2.1 The Ante-Natal Visit Joanne was contacted and an ante-natal visit arranged. The ante-natal visit is designed to establish a relationship, introduce the perspective of Health Visiting and hopefully, identify any factors creating vulnerability in the family (Robotham and Sheldrake, 2000). I discussed with Joanne the role of the Health Visitor, explaining that I would visit her and the baby post-natally in their home for as long as she needed and thereafter at the clinic. Support services within the practice area were portrayed and I explained that I would ask her to complete the Edinburgh Post-natal Depression Scale (EPDS) questionnaire between the sixth and eighth post-natal weeks (Cox, Holden, Sagovsky, 1987). This would be undertaken in order to determine her mental status over the previous week (See Appendix 1,2,and 3).

Joanne described her pregnancy as difficult. She suffered nausea and vomiting, and had been a hospital in-patient at 9 weeks of pregnancy, being prescribed anti-emetics and an intra-venous infusion for 5 weeks. She also stated that she felt that she was not a good mother to Oliver. When asked about this she felt that being a working mother was hindering Oliver’s development (Oliver’s developmental checks had been undertaken and everything appeared to be normal). Gavin had been unable to help, as he had been working extra shifts. Harvey (1999) describes a symptom of depression as feeling that you are not a good mother or you are not taking care of the baby.

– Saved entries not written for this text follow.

//! # Bucket Policy Documents
//!
//! Canned anonymous-access policies and semantic comparison of S3 policy JSON.
//!
//! Stores reformat policies on write (statement order, single values vs
//! arrays, principal shape), so equality is checked on a normalized set of
//! `(effect, principal, action, resource, condition)` grants rather than on text.

use crate::crd::BucketPolicy;
use serde::{Deserialize, Serialize};
use serde_json::Value;
use std::collections::{BTreeMap, BTreeSet};

const POLICY_VERSION: &str = "2012-10-17";

const READ_BUCKET_ACTIONS: &[&str] = &["s3:GetBucketLocation", "s3:ListBucket"];
const READ_OBJECT_ACTIONS: &[&str] = &["s3:GetObject"];
const WRITE_BUCKET_ACTIONS: &[&str] = &["s3:GetBucketLocation", "s3:ListBucketMultipartUploads"];
const WRITE_OBJECT_ACTIONS: &[&str] = &[
    "s3:AbortMultipartUpload",
    "s3:DeleteObject",
    "s3:ListMultipartUploadParts",
    "s3:PutObject",
];

/// A single value or a list of values, as IAM JSON allows both
#[derive(Debug, Clone, PartialEq, Serialize, Deserialize)]
#[serde(untagged)]
pub enum OneOrMany {
    One(String),
    Many(Vec<String>),
}

impl OneOrMany {
    fn values(&self) -> Vec<&str> {
        match self {
            OneOrMany::One(value) => vec![value.as_str()],
            OneOrMany::Many(values) => values.iter().map(String::as_str).collect(),
        }
    }
}

/// `"*"` or `{"AWS": ...}`
#[derive(Debug, Clone, PartialEq, Serialize, Deserialize)]
#[serde(untagged)]
pub enum Principal {
    Wildcard(String),
    Map(BTreeMap<String, OneOrMany>),
}

impl Principal {
    fn anonymous() -> Self {
        Principal::Map(BTreeMap::from([(
            "AWS".to_string(),
            OneOrMany::Many(vec!["*".to_string()]),
        )]))
    }

    /// `type:value` pairs; a bare `"*"` is the same grant as `{"AWS": "*"}`
    fn normalized(&self) -> Vec<String> {
        match self {
            Principal::Wildcard(value) => vec![format!("AWS:{value}")],
            Principal::Map(map) => map
                .iter()
                .flat_map(|(kind, values)| {
                    values
                        .values()
                        .into_iter()
                        .map(move |value| format!("{kind}:{value}"))
                })
                .collect(),
        }
    }
}

#[derive(Debug, Clone, PartialEq, Serialize, Deserialize)]
#[serde(rename_all = "PascalCase")]
pub struct Statement {
    #[serde(default, skip_serializing_if = "Option::is_none")]
    pub sid: Option<String>,
    pub effect: String,
    pub principal: Principal,
    pub action: OneOrMany,
    pub resource: OneOrMany,
    #[serde(default, skip_serializing_if = "Option::is_none")]
    pub condition: Option<Value>,
}

/// S3 bucket policy document
#[derive(Debug, Clone, PartialEq, Serialize, Deserialize)]
#[serde(rename_all = "PascalCase")]
pub struct PolicyDocument {
    #[serde(default)]
    pub version: String,
    #[serde(default)]
    pub statement: Vec<Statement>,
}

type Grant = (String, String, String, String, String);

impl PolicyDocument {
    /// Canned document for `policy`, or `None` when no policy should be attached
    #[must_use]
    pub fn canned(bucket: &str, policy: BucketPolicy) -> Option<Self> {
        let (bucket_actions, object_actions): (Vec<&str>, Vec<&str>) = match policy {
            BucketPolicy::None => return None,
            BucketPolicy::ReadOnly => (READ_BUCKET_ACTIONS.to_vec(), READ_OBJECT_ACTIONS.to_vec()),
            BucketPolicy::WriteOnly => {
                (WRITE_BUCKET_ACTIONS.to_vec(), WRITE_OBJECT_ACTIONS.to_vec())
            }
            BucketPolicy::ReadWrite => {
                let bucket_actions: BTreeSet<&str> = READ_BUCKET_ACTIONS
                    .iter()
                    .chain(WRITE_BUCKET_ACTIONS)
                    .copied()
                    .collect();
                let object_actions: BTreeSet<&str> = READ_OBJECT_ACTIONS
                    .iter()
                    .chain(WRITE_OBJECT_ACTIONS)
                    .copied()
                    .collect();
                (
                    bucket_actions.into_iter().collect(),
                    object_actions.into_iter().collect(),
                )
            }
        };

        Some(Self {
            version: POLICY_VERSION.to_string(),
            statement: vec![
                allow_statement(bucket_actions, format!("arn:aws:s3:::{bucket}")),
                allow_statement(object_actions, format!("arn:aws:s3:::{bucket}/*")),
            ],
        })
    }

    /// Parse a policy as returned by the store
    pub fn parse(raw: &str) -> Result<Self, serde_json::Error> {
        serde_json::from_str(raw)
    }

    /// Render the document as the JSON string sent to the store
    pub fn to_json(&self) -> Result<String, serde_json::Error> {
        serde_json::to_string(self)
    }

    fn grants(&self) -> BTreeSet<Grant> {
        let mut grants = BTreeSet::new();
        for statement in &self.statement {
            let condition = statement
                .condition
                .as_ref()
                .map(Value::to_string)
                .unwrap_or_default();
            for principal in statement.principal.normalized() {
                for action in statement.action.values() {
                    for resource in statement.resource.values() {
                        grants.insert((
                            statement.effect.clone(),
                            principal.clone(),
                            action.to_string(),
                            resource.to_string(),
                            condition.clone(),
                        ));
                    }
                }
            }
        }
        grants
    }

    /// Semantic equality ignoring ordering, value shape and statement ids
    #[must_use]
    pub fn equivalent(&self, other: &PolicyDocument) -> bool {
        self.grants() == other.grants()
    }
}

fn allow_statement(actions: Vec<&str>, resource: String) -> Statement {
    Statement {
        sid: None,
        effect: "Allow".to_string(),
        principal: Principal::anonymous(),
        action: OneOrMany::Many(actions.into_iter().map(str::to_string).collect()),
        resource: OneOrMany::Many(vec![resource]),
        condition: None,
    }
}

/// Whether the store's current policy text matches the desired canned policy
///
/// `current` is `None` when the bucket has no policy attached. An
/// unparseable current policy never matches.
#[must_use]
pub fn policy_matches(bucket: &str, current: Option<&str>, desired: BucketPolicy) -> bool {
    let current = match current.map(str::trim) {
        None | Some("") => None,
        Some(raw) => match PolicyDocument::parse(raw) {
            Ok(doc) => Some(doc),
            Err(_) => return false,
        },
    };

    match (current, PolicyDocument::canned(bucket, desired)) {
        (None, None) => true,
        (Some(current), None) => current.statement.is_empty(),
        (None, Some(_)) => false,
        (Some(current), Some(desired)) => current.equivalent(&desired),
    }
}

Joanne and Gavin have few friends and no family in the area. Joanne’s mother lives in Liverpool, visiting Joanne and family fortnightly. Joanne has no contact with her father. They appeared to have minimal support from friends and family. These factors contributed to Joanne’s bio-psychosocial needs. With all this information I completed the health needs assessment of the family. In 2001, Deaves suggested that prevention of post-natal depression (PND) should begin in the ante-natal period, primarily identifying predisposing factors. These include social and psychological i.e. previous PND. Social factors include bereavement, difficulties with relationships – particularly supportive relationships, and inadequate social support.

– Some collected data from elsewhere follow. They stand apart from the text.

//! # Runtime
//!
//! Process wiring for the controller binary.
//!
//! - `initialization` - configuration, logging, metrics server, clients and reconcilers
//! - `watch_loop` - per-kind watch loop and shutdown signal handling
//! - `error_policy` - reconcile error backoff and watch stream error classification

pub mod error_policy;
pub mod initialization;
pub mod watch_loop;

use crate::crd::{Bucket, ClusterBucket};
use anyhow::Result;
use kube::api::Api;
use tracing::info;

/// Run the controller until a shutdown signal is received
///
/// Both kinds are watched concurrently and share one bucket store client.
pub async fn run() -> Result<()> {
    let init = initialization::initialize().await?;

    tokio::spawn(watch_loop::wait_for_shutdown(init.server_state.clone()));

    let buckets = watch_loop::run_watch_loop(
        Api::<Bucket>::all(init.client.clone()),
        init.bucket_reconciler.clone(),
        init.server_state.clone(),
        init.controller_config.clone(),
    );
    let cluster_buckets = watch_loop::run_watch_loop(
        Api::<ClusterBucket>::all(init.client.clone()),
        init.cluster_bucket_reconciler.clone(),
        init.server_state.clone(),
        init.controller_config.clone(),
    );

    tokio::try_join!(buckets, cluster_buckets)?;

    info!("Bucket controller stopped");
    Ok(())
}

Green and Murray (1994) surveyed literature assessing the extent of depression during pregnancy, concluding that prevalence rates of depression during pregnancy were equal to those after delivery. Following on from this they used the EPDS (See Appendix 1, 2 and 3) to record scores during the ante-natal period, comparing them with post-natal scores, they found a close link between the two periods.

Through personal reflection and discussion with the Community Practice Teacher (CPT), the situation was critically analysed, concluding that Joanne would benefit from extra support. However, on being approached Joanne declined extra support stating that she would be happy to see me following the birth of the baby. 2.2 The Birth Visit The following week my CPT received notification of Joanne’s delivery and I arranged a birth visit; a visit designed to discuss the positives and negatives of the birth experience. Describing the birth experience as being positive, Joanne however, felt that the labour was too quick; 11/4 hours from the 1st contraction to delivery of the placenta, with no time for any pain relief.

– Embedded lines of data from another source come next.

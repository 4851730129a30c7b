//! # S3 Bucket Store
//!
//! [`BucketStore`] backed by the AWS S3 SDK. Works against AWS S3 and any
//! S3-compatible endpoint (MinIO, Ceph RGW) through `STORE_ENDPOINT`.
//!
//! Credentials come from `STORE_ACCESS_KEY_ID`/`STORE_SECRET_ACCESS_KEY` when
//! both are set, otherwise from the default AWS credential chain (IRSA, env,
//! instance profile).

pub mod policy;

use crate::config::StoreConfig;
use crate::constants::DEFAULT_STORE_REGION;
use crate::crd::{BucketPolicy, BucketRegion};
use crate::provider::common::{generate_bucket_name, record_store_metrics};
use crate::provider::{BucketStore, StoreError, StoreOperation};
use anyhow::Result;
use async_trait::async_trait;
use aws_credential_types::Credentials;
use aws_sdk_s3::error::{DisplayErrorContext, ProvideErrorMetadata, SdkError};
use aws_sdk_s3::types::{
    BucketLocationConstraint, CreateBucketConfiguration, Delete, ObjectIdentifier,
};
use aws_sdk_s3::Client as S3Client;
use policy::{policy_matches, PolicyDocument};
use std::time::Instant;
use tracing::{debug, info, info_span, Instrument};

const CREDENTIALS_PROVIDER_NAME: &str = "bucket-controller";

/// S3 implementation of [`BucketStore`]
pub struct S3BucketStore {
    client: S3Client,
    default_region: String,
    name_prefix: String,
}

impl std::fmt::Debug for S3BucketStore {
    fn fmt(&self, f: &mut std::fmt::Formatter<'_>) -> std::fmt::Result {
        f.debug_struct("S3BucketStore")
            .field("default_region", &self.default_region)
            .field("name_prefix", &self.name_prefix)
            .finish_non_exhaustive()
    }
}

impl S3BucketStore {
    /// Build the S3 client once from the store configuration
    #[allow(
        clippy::missing_errors_doc,
        reason = "Error documentation is provided in doc comments"
    )]
    pub async fn new(config: &StoreConfig) -> Result<Self> {
        let region = if config.region.is_empty() {
            DEFAULT_STORE_REGION.to_string()
        } else {
            config.region.clone()
        };

        let mut loader = aws_config::defaults(aws_config::BehaviorVersion::latest())
            .region(aws_config::Region::new(region.clone()));

        if let Some((access_key_id, secret_access_key)) = config.static_credentials() {
            info!("Using static credentials for bucket store");
            loader = loader.credentials_provider(Credentials::new(
                access_key_id,
                secret_access_key,
                None,
                None,
                CREDENTIALS_PROVIDER_NAME,
            ));
        } else {
            info!("No static credentials configured, using default AWS credential chain");
        }

        let sdk_config = loader.load().await;

        let mut builder =
            aws_sdk_s3::config::Builder::from(&sdk_config).force_path_style(config.force_path_style);
        if let Some(endpoint) = &config.endpoint {
            info!("Using bucket store endpoint: {}", endpoint);
            builder = builder.endpoint_url(endpoint);
        }

        Ok(Self {
            client: S3Client::from_conf(builder.build()),
            default_region: region,
            name_prefix: config.bucket_name_prefix.clone(),
        })
    }

    /// Delete every object so the bucket itself can be removed
    ///
    /// Returns `Ok(false)` if the bucket no longer exists.
    async fn empty_bucket(&self, bucket: &str) -> Result<bool, StoreError> {
        loop {
            let listing = match self
                .client
                .list_objects_v2()
                .bucket(bucket)
                .max_keys(1000)
                .send()
                .await
            {
                Ok(listing) => listing,
                Err(e) if is_no_such_bucket(&e) => return Ok(false),
                Err(e) => return Err(store_error(StoreOperation::DeleteBucket, bucket, e)),
            };

            let objects = listing.contents();
            if objects.is_empty() {
                return Ok(true);
            }

            debug!("Deleting {} objects from bucket {}", objects.len(), bucket);
            let identifiers = objects
                .iter()
                .filter_map(|object| object.key())
                .map(|key| ObjectIdentifier::builder().key(key).build())
                .collect::<Result<Vec<_>, _>>()
                .map_err(|e| StoreError::new(StoreOperation::DeleteBucket, bucket, e))?;
            let batch = Delete::builder()
                .set_objects(Some(identifiers))
                .quiet(true)
                .build()
                .map_err(|e| StoreError::new(StoreOperation::DeleteBucket, bucket, e))?;

            let response = self
                .client
                .delete_objects()
                .bucket(bucket)
                .delete(batch)
                .send()
                .await
                .map_err(|e| store_error(StoreOperation::DeleteBucket, bucket, e))?;

            if let Some(failed) = response.errors().first() {
                return Err(StoreError::new(
                    StoreOperation::DeleteBucket,
                    bucket,
                    format!(
                        "failed to delete object '{}': {}",
                        failed.key().unwrap_or_default(),
                        failed.message().unwrap_or_default()
                    ),
                ));
            }
        }
    }
}

#[async_trait]
impl BucketStore for S3BucketStore {
    async fn create_bucket(
        &self,
        namespace: &str,
        name: &str,
        region: Option<BucketRegion>,
    ) -> Result<String, StoreError> {
        let bucket = generate_bucket_name(&self.name_prefix, namespace, name);
        let region = region.map_or_else(|| self.default_region.clone(), |r| r.as_str().to_string());
        let span = info_span!(
            "s3.bucket.create",
            bucket.name = bucket.as_str(),
            region = region.as_str()
        );
        let start = Instant::now();

        async move {
            let mut request = self.client.create_bucket().bucket(&bucket);

            // us-east-1 is the implicit location and must not be sent as a constraint
            if region != DEFAULT_STORE_REGION {
                let constraint = BucketLocationConstraint::from(region.as_str());
                let configuration = CreateBucketConfiguration::builder()
                    .location_constraint(constraint)
                    .build();
                request = request.create_bucket_configuration(configuration);
            }

            match request.send().await {
                Ok(_) => {
                    info!("Created bucket {} in region {}", bucket, region);
                    record_store_metrics(StoreOperation::CreateBucket, true, start);
                    Ok(bucket)
                }
                Err(e) if service_code(&e) == Some("BucketAlreadyOwnedByYou") => {
                    debug!("Bucket {} already owned by this account", bucket);
                    record_store_metrics(StoreOperation::CreateBucket, true, start);
                    Ok(bucket)
                }
                Err(e) => {
                    record_store_metrics(StoreOperation::CreateBucket, false, start);
                    Err(store_error(StoreOperation::CreateBucket, &bucket, e))
                }
            }
        }
        .instrument(span)
        .await
    }

    async fn bucket_exists(&self, bucket: &str) -> Result<bool, StoreError> {
        let start = Instant::now();
        match self.client.head_bucket().bucket(bucket).send().await {
            Ok(_) => {
                record_store_metrics(StoreOperation::BucketExists, true, start);
                Ok(true)
            }
            Err(e)
                if e.as_service_error().is_some_and(|s| s.is_not_found())
                    || is_no_such_bucket(&e) =>
            {
                record_store_metrics(StoreOperation::BucketExists, true, start);
                Ok(false)
            }
            Err(e) => {
                record_store_metrics(StoreOperation::BucketExists, false, start);
                Err(store_error(StoreOperation::BucketExists, bucket, e))
            }
        }
    }

    async fn compare_bucket_policy(
        &self,
        bucket: &str,
        policy: BucketPolicy,
    ) -> Result<bool, StoreError> {
        let start = Instant::now();
        let current = match self.client.get_bucket_policy().bucket(bucket).send().await {
            Ok(output) => output.policy().map(ToString::to_string),
            Err(e) if service_code(&e) == Some("NoSuchBucketPolicy") => None,
            Err(e) => {
                record_store_metrics(StoreOperation::ComparePolicy, false, start);
                return Err(store_error(StoreOperation::ComparePolicy, bucket, e));
            }
        };

        record_store_metrics(StoreOperation::ComparePolicy, true, start);
        let matches = policy_matches(bucket, current.as_deref(), policy);
        debug!(
            "Policy of bucket {} {} desired '{}'",
            bucket,
            if matches { "matches" } else { "differs from" },
            policy
        );
        Ok(matches)
    }

    async fn set_bucket_policy(
        &self,
        bucket: &str,
        policy: BucketPolicy,
    ) -> Result<(), StoreError> {
        let span = info_span!(
            "s3.bucket.set_policy",
            bucket.name = bucket,
            policy = policy.as_str()
        );
        let start = Instant::now();

        async move {
            let result = match PolicyDocument::canned(bucket, policy) {
                None => self
                    .client
                    .delete_bucket_policy()
                    .bucket(bucket)
                    .send()
                    .await
                    .map(|_| ())
                    .or_else(|e| {
                        if service_code(&e) == Some("NoSuchBucketPolicy") {
                            Ok(())
                        } else {
                            Err(store_error(StoreOperation::SetPolicy, bucket, e))
                        }
                    }),
                Some(document) => {
                    let body = document
                        .to_json()
                        .map_err(|e| StoreError::new(StoreOperation::SetPolicy, bucket, e))?;
                    self.client
                        .put_bucket_policy()
                        .bucket(bucket)
                        .policy(body)
                        .send()
                        .await
                        .map(|_| ())
                        .map_err(|e| store_error(StoreOperation::SetPolicy, bucket, e))
                }
            };

            record_store_metrics(StoreOperation::SetPolicy, result.is_ok(), start);
            if result.is_ok() {
                info!("Applied policy '{}' to bucket {}", policy, bucket);
            }
            result
        }
        .instrument(span)
        .await
    }

    async fn delete_bucket(&self, bucket: &str) -> Result<(), StoreError> {
        let span = info_span!("s3.bucket.delete", bucket.name = bucket);
        let start = Instant::now();

        async move {
            let result: Result<(), StoreError> = async {
                if !self.empty_bucket(bucket).await? {
                    debug!("Bucket {} already gone", bucket);
                    return Ok(());
                }

                match self.client.delete_bucket().bucket(bucket).send().await {
                    Ok(_) => {
                        info!("Deleted bucket {}", bucket);
                        Ok(())
                    }
                    Err(e) if is_no_such_bucket(&e) => Ok(()),
                    Err(e) => Err(store_error(StoreOperation::DeleteBucket, bucket, e)),
                }
            }
            .await;

            record_store_metrics(StoreOperation::DeleteBucket, result.is_ok(), start);
            result
        }
        .instrument(span)
        .await
    }
}

fn service_code<E, R>(err: &SdkError<E, R>) -> Option<&str>
where
    E: ProvideErrorMetadata,
{
    err.as_service_error().and_then(|e| e.code())
}

fn is_no_such_bucket<E, R>(err: &SdkError<E, R>) -> bool
where
    E: ProvideErrorMetadata,
{
    service_code(err) == Some("NoSuchBucket")
}

fn store_error<E>(operation: StoreOperation, bucket: &str, err: E) -> StoreError
where
    E: std::error::Error + Send + Sync + 'static,
{
    StoreError::new(
        operation,
        bucket,
        anyhow::anyhow!("{}", DisplayErrorContext(&err)),
    )
}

During this visit, it became evident that meaningful communication between Joanne and Gavin was lacking, both verbally and non-verbally. Research shows that women can experience feelings of being alone and without support from about 31/2 weeks post-natally (Eastwood, 1995). Rickitt (1987) states that women in unsupportive relationships are more likely to experience feelings of isolation, and, a woman without a close, confiding relationship is nineteen times more likely to develop post-natal depression. With this research in mind and Joanne’s previous history, I felt it necessary to meet Joanne to discuss ways of relieving any possible anxieties/stress. Accordingly a home appointment was made to see Joanne by herself.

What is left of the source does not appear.